## Data for this task
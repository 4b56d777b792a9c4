// ==========================================
// 库存运营看板 - 引擎层
// ==========================================
// 职责: 由标准化记录派生库存 / 订单 / 看板指标
// 红线: 引擎不做 I/O（导入编排除外），派生结果每次全量重算
// ==========================================

pub mod bom_capacity;
pub mod dashboard_alerts;
pub mod ingestion;
pub mod order_aggregation;
pub mod placeholders;
pub mod stock_derivation;

// 重导出核心引擎
pub use bom_capacity::BomCapacityEngine;
pub use dashboard_alerts::DashboardAlertsEngine;
pub use ingestion::IngestionPipeline;
pub use order_aggregation::OrderAggregationEngine;
pub use stock_derivation::{ItemSources, StockDerivationEngine};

## Exercise description
Return all of the lines above exactly, with none omitted.

## Response to this task
repository 4b56d777b792a9c4
// ==========================================
// 库存运营看板 - 引擎层
// ==========================================
// 职责: 由标准化记录派生库存 / 订单 / 看板指标
// 红线: 引擎不做 I/O（导入编排除外），派生结果每次全量重算
// ==========================================

pub mod bom_capacity;
pub mod dashboard_alerts;
pub mod ingestion;
pub mod order_aggregation;
pub mod placeholders;
pub mod stock_derivation;

// 重导出核心引擎
pub use bom_capacity::BomCapacityEngine;
pub use dashboard_alerts::DashboardAlertsEngine;
pub use ingestion::IngestionPipeline;
pub use order_aggregation::OrderAggregationEngine;
pub use stock_derivation::{ItemSources, StockDerivationEngine};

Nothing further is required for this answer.